(Stored items)
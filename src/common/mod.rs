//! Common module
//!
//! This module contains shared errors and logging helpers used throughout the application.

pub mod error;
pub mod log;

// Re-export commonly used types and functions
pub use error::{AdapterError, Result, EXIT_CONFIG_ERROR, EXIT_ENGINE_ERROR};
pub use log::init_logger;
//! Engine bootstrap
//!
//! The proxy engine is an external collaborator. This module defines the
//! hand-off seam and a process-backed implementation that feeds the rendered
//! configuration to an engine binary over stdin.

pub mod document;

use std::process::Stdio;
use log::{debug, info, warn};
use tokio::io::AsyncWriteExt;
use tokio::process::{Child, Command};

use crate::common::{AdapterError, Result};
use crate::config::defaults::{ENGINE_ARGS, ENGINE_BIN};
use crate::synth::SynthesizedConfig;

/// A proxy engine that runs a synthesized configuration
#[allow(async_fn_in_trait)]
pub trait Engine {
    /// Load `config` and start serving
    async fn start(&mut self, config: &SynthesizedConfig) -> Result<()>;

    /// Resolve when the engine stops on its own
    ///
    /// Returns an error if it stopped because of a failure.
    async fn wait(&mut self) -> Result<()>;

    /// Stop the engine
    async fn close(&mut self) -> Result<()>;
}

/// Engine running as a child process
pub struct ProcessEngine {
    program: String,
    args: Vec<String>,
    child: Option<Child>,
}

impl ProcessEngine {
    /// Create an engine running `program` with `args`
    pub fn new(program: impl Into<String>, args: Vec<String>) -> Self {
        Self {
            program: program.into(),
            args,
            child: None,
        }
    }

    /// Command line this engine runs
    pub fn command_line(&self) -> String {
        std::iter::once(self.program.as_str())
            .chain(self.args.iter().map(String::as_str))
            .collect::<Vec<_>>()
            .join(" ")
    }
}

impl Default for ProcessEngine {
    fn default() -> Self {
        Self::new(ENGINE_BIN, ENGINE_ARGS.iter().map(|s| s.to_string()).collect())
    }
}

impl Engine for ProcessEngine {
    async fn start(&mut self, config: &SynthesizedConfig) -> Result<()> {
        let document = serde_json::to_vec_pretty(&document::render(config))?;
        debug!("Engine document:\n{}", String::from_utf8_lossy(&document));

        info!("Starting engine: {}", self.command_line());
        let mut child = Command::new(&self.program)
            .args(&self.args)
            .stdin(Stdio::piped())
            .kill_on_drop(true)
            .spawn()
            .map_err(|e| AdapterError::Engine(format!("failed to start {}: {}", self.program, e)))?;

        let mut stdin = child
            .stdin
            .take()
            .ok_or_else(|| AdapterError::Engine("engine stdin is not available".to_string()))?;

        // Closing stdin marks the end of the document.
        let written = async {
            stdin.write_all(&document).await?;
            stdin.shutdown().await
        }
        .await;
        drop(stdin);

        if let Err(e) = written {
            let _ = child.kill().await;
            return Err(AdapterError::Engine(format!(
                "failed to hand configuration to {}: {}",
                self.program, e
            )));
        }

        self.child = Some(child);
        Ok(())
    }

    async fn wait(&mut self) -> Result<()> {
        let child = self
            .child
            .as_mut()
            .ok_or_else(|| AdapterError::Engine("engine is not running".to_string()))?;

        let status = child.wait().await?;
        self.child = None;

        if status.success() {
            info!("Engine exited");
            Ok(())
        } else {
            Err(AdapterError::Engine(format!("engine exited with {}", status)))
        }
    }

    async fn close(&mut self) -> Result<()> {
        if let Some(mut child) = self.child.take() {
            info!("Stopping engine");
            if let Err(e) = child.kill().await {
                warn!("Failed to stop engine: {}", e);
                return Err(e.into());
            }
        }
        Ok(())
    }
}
--
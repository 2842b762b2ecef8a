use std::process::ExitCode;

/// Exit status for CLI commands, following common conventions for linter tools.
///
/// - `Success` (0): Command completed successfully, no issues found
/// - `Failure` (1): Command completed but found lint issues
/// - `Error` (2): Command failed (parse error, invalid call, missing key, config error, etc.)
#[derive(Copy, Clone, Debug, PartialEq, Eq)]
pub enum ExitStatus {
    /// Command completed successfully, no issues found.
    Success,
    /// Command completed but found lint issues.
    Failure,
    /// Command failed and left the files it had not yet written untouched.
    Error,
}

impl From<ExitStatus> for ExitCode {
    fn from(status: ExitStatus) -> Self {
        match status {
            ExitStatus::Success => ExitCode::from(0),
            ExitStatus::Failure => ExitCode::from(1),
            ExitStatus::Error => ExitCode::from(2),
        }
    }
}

• Assignment: What is needed is a verbatim copy of every line in the records above from the one containing "of the document." down to the one containing "if let Err(e) = written", both included, and nothing more.

• Output of the task:
        // Closing stdin marks the end of the document.
        let written = async {
            stdin.write_all(&document).await?;
            stdin.shutdown().await
        }
        .await;
        drop(stdin);

        if let Err(e) = written {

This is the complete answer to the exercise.